* YOUR GOAL:
Your output should be the complete listing, repeated exactly.

[RECORDS SUPPLIED — start]

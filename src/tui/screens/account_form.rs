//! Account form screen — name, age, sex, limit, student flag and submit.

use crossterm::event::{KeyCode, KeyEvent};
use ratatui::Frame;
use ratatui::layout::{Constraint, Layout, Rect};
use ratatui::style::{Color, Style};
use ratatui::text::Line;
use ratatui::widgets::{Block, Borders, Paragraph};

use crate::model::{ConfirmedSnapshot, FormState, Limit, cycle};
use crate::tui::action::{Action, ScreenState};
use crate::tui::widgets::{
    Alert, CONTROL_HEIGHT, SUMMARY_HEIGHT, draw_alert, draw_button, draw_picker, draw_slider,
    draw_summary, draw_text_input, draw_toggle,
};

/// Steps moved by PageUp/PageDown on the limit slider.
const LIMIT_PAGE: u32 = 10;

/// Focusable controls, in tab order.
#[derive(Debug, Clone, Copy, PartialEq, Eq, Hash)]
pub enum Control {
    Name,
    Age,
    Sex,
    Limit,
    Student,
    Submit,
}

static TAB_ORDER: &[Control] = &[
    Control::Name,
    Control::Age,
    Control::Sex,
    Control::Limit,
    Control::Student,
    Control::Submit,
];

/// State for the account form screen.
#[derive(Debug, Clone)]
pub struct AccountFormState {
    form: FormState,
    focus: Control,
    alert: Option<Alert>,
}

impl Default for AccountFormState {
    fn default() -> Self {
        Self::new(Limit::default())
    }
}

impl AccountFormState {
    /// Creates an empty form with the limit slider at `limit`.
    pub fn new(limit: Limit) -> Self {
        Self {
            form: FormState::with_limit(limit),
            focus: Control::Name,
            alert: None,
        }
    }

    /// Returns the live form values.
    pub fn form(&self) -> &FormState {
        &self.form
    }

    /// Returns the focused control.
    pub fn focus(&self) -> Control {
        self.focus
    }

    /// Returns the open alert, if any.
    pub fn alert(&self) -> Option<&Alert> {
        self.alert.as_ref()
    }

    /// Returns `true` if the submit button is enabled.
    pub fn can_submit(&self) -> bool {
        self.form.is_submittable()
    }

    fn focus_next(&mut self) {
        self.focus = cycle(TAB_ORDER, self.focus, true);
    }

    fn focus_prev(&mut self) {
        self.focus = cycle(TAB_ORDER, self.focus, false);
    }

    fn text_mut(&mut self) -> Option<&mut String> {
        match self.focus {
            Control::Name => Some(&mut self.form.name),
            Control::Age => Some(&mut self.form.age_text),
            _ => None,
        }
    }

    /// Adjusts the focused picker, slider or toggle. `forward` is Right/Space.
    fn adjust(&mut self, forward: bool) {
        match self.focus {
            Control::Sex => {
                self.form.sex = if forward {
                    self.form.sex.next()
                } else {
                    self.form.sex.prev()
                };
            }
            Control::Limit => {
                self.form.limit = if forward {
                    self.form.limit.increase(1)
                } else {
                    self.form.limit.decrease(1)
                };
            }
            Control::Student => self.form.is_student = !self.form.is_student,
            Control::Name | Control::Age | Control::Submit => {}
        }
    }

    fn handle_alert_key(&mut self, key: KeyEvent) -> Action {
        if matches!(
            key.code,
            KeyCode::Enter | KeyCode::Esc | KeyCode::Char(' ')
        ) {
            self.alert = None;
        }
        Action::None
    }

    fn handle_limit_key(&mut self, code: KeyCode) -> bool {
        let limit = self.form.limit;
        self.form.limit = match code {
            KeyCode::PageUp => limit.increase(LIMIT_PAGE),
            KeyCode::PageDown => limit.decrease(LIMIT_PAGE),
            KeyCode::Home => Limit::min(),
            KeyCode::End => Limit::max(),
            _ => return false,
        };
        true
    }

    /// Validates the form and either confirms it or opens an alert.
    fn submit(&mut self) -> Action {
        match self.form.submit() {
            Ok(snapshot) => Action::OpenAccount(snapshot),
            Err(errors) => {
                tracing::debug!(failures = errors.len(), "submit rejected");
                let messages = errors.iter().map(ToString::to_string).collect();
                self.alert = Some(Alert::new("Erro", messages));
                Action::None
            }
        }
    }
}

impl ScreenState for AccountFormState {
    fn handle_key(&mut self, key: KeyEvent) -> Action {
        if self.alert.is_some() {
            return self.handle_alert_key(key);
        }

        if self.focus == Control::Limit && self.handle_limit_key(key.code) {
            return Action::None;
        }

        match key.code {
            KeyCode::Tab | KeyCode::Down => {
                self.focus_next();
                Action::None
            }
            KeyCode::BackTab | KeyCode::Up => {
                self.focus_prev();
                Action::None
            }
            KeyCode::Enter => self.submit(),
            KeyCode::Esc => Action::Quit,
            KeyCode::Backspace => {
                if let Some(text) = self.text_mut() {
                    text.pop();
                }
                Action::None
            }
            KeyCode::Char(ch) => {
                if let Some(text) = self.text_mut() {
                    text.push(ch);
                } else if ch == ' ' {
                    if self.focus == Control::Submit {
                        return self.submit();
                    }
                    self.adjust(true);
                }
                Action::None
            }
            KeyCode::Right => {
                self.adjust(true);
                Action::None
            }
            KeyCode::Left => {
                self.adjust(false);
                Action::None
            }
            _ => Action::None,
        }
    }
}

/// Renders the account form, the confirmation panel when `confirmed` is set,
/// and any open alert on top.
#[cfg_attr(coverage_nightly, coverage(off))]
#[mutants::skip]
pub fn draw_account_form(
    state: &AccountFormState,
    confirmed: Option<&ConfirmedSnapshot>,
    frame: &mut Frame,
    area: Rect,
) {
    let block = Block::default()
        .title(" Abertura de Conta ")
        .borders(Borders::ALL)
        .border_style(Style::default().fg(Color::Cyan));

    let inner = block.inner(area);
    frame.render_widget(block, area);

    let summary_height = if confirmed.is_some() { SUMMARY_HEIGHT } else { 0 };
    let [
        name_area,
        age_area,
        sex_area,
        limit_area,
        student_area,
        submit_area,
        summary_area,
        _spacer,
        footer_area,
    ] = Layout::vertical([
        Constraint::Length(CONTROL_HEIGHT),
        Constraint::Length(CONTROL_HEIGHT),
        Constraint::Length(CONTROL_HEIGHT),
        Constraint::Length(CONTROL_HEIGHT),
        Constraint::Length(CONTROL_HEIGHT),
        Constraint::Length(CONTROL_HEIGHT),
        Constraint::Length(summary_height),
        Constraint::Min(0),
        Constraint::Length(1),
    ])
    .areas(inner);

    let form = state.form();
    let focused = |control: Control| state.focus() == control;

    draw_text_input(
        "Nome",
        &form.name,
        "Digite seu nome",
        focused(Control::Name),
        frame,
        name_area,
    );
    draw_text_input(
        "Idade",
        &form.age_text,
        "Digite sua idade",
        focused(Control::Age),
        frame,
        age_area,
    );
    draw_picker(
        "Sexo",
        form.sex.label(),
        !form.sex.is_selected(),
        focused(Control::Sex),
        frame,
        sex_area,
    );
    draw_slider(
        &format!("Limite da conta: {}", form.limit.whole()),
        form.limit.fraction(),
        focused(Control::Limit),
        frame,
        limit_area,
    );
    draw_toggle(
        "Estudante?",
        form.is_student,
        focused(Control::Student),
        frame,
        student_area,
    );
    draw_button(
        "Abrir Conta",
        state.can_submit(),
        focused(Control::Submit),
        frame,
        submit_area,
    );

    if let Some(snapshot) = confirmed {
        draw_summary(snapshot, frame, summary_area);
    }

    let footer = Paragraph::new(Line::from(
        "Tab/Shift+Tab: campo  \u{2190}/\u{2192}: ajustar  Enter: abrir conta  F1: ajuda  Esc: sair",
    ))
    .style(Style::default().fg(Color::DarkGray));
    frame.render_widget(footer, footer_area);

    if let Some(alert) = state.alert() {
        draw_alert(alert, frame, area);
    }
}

[RECORDS SUPPLIED — finish]

* EXERCISE OUTPUT:
filename src/tui/screens/account_form.rs
//! Account form screen — name, age, sex, limit, student flag and submit.

use crossterm::event::{KeyCode, KeyEvent};
use ratatui::Frame;
use ratatui::layout::{Constraint, Layout, Rect};
use ratatui::style::{Color, Style};
use ratatui::text::Line;
use ratatui::widgets::{Block, Borders, Paragraph};

use crate::model::{ConfirmedSnapshot, FormState, Limit, cycle};
use crate::tui::action::{Action, ScreenState};
use crate::tui::widgets::{
    Alert, CONTROL_HEIGHT, SUMMARY_HEIGHT, draw_alert, draw_button, draw_picker, draw_slider,
    draw_summary, draw_text_input, draw_toggle,
};

/// Steps moved by PageUp/PageDown on the limit slider.
const LIMIT_PAGE: u32 = 10;

/// Focusable controls, in tab order.
#[derive(Debug, Clone, Copy, PartialEq, Eq, Hash)]
pub enum Control {
    Name,
    Age,
    Sex,
    Limit,
    Student,
    Submit,
}

static TAB_ORDER: &[Control] = &[
    Control::Name,
    Control::Age,
    Control::Sex,
    Control::Limit,
    Control::Student,
    Control::Submit,
];

/// State for the account form screen.
#[derive(Debug, Clone)]
pub struct AccountFormState {
    form: FormState,
    focus: Control,
    alert: Option<Alert>,
}

impl Default for AccountFormState {
    fn default() -> Self {
        Self::new(Limit::default())
    }
}

impl AccountFormState {
    /// Creates an empty form with the limit slider at `limit`.
    pub fn new(limit: Limit) -> Self {
        Self {
            form: FormState::with_limit(limit),
            focus: Control::Name,
            alert: None,
        }
    }

    /// Returns the live form values.
    pub fn form(&self) -> &FormState {
        &self.form
    }

    /// Returns the focused control.
    pub fn focus(&self) -> Control {
        self.focus
    }

    /// Returns the open alert, if any.
    pub fn alert(&self) -> Option<&Alert> {
        self.alert.as_ref()
    }

    /// Returns `true` if the submit button is enabled.
    pub fn can_submit(&self) -> bool {
        self.form.is_submittable()
    }

    fn focus_next(&mut self) {
        self.focus = cycle(TAB_ORDER, self.focus, true);
    }

    fn focus_prev(&mut self) {
        self.focus = cycle(TAB_ORDER, self.focus, false);
    }

    fn text_mut(&mut self) -> Option<&mut String> {
        match self.focus {
            Control::Name => Some(&mut self.form.name),
            Control::Age => Some(&mut self.form.age_text),
            _ => None,
        }
    }

    /// Adjusts the focused picker, slider or toggle. `forward` is Right/Space.
    fn adjust(&mut self, forward: bool) {
        match self.focus {
            Control::Sex => {
                self.form.sex = if forward {
                    self.form.sex.next()
                } else {
                    self.form.sex.prev()
                };
            }
            Control::Limit => {
                self.form.limit = if forward {
                    self.form.limit.increase(1)
                } else {
                    self.form.limit.decrease(1)
                };
            }
            Control::Student => self.form.is_student = !self.form.is_student,
            Control::Name | Control::Age | Control::Submit => {}
        }
    }

    fn handle_alert_key(&mut self, key: KeyEvent) -> Action {
        if matches!(
            key.code,
            KeyCode::Enter | KeyCode::Esc | KeyCode::Char(' ')
        ) {
            self.alert = None;
        }
        Action::None
    }

    fn handle_limit_key(&mut self, code: KeyCode) -> bool {
        let limit = self.form.limit;
        self.form.limit = match code {
            KeyCode::PageUp => limit.increase(LIMIT_PAGE),
            KeyCode::PageDown => limit.decrease(LIMIT_PAGE),
            KeyCode::Home => Limit::min(),
            KeyCode::End => Limit::max(),
            _ => return false,
        };
        true
    }

    /// Validates the form and either confirms it or opens an alert.
    fn submit(&mut self) -> Action {
        match self.form.submit() {
            Ok(snapshot) => Action::OpenAccount(snapshot),
            Err(errors) => {
                tracing::debug!(failures = errors.len(), "submit rejected");
                let messages = errors.iter().map(ToString::to_string).collect();
                self.alert = Some(Alert::new("Erro", messages));
                Action::None
            }
        }
    }
}

impl ScreenState for AccountFormState {
    fn handle_key(&mut self, key: KeyEvent) -> Action {
        if self.alert.is_some() {
            return self.handle_alert_key(key);
        }

        if self.focus == Control::Limit && self.handle_limit_key(key.code) {
            return Action::None;
        }

        match key.code {
            KeyCode::Tab | KeyCode::Down => {
                self.focus_next();
                Action::None
            }
            KeyCode::BackTab | KeyCode::Up => {
                self.focus_prev();
                Action::None
            }
            KeyCode::Enter => self.submit(),
            KeyCode::Esc => Action::Quit,
            KeyCode::Backspace => {
                if let Some(text) = self.text_mut() {
                    text.pop();
                }
                Action::None
            }
            KeyCode::Char(ch) => {
                if let Some(text) = self.text_mut() {
                    text.push(ch);
                } else if ch == ' ' {
                    if self.focus == Control::Submit {
                        return self.submit();
                    }
                    self.adjust(true);
                }
                Action::None
            }
            KeyCode::Right => {
                self.adjust(true);
                Action::None
            }
            KeyCode::Left => {
                self.adjust(false);
                Action::None
            }
            _ => Action::None,
        }
    }
}

/// Renders the account form, the confirmation panel when `confirmed` is set,
/// and any open alert on top.
#[cfg_attr(coverage_nightly, coverage(off))]
#[mutants::skip]
pub fn draw_account_form(
    state: &AccountFormState,
    confirmed: Option<&ConfirmedSnapshot>,
    frame: &mut Frame,
    area: Rect,
) {
    let block = Block::default()
        .title(" Abertura de Conta ")
        .borders(Borders::ALL)
        .border_style(Style::default().fg(Color::Cyan));

    let inner = block.inner(area);
    frame.render_widget(block, area);

    let summary_height = if confirmed.is_some() { SUMMARY_HEIGHT } else { 0 };
    let [
        name_area,
        age_area,
        sex_area,
        limit_area,
        student_area,
        submit_area,
        summary_area,
        _spacer,
        footer_area,
    ] = Layout::vertical([
        Constraint::Length(CONTROL_HEIGHT),
        Constraint::Length(CONTROL_HEIGHT),
        Constraint::Length(CONTROL_HEIGHT),
        Constraint::Length(CONTROL_HEIGHT),
        Constraint::Length(CONTROL_HEIGHT),
        Constraint::Length(CONTROL_HEIGHT),
        Constraint::Length(summary_height),
        Constraint::Min(0),
        Constraint::Length(1),
    ])
    .areas(inner);

    let form = state.form();
    let focused = |control: Control| state.focus() == control;

    draw_text_input(
        "Nome",
        &form.name,
        "Digite seu nome",
        focused(Control::Name),
        frame,
        name_area,
    );
    draw_text_input(
        "Idade",
        &form.age_text,
        "Digite sua idade",
        focused(Control::Age),
        frame,
        age_area,
    );
    draw_picker(
        "Sexo",
        form.sex.label(),
        !form.sex.is_selected(),
        focused(Control::Sex),
        frame,
        sex_area,
    );
    draw_slider(
        &format!("Limite da conta: {}", form.limit.whole()),
        form.limit.fraction(),
        focused(Control::Limit),
        frame,
        limit_area,
    );
    draw_toggle(
        "Estudante?",
        form.is_student,
        focused(Control::Student),
        frame,
        student_area,
    );
    draw_button(
        "Abrir Conta",
        state.can_submit(),
        focused(Control::Submit),
        frame,
        submit_area,
    );

    if let Some(snapshot) = confirmed {
        draw_summary(snapshot, frame, summary_area);
    }

    let footer = Paragraph::new(Line::from(
        "Tab/Shift+Tab: campo  \u{2190}/\u{2192}: ajustar  Enter: abrir conta  F1: ajuda  Esc: sair",
    ))
    .style(Style::default().fg(Color::DarkGray));
    frame.render_widget(footer, footer_area);

    if let Some(alert) = state.alert() {
        draw_alert(alert, frame, area);
    }
}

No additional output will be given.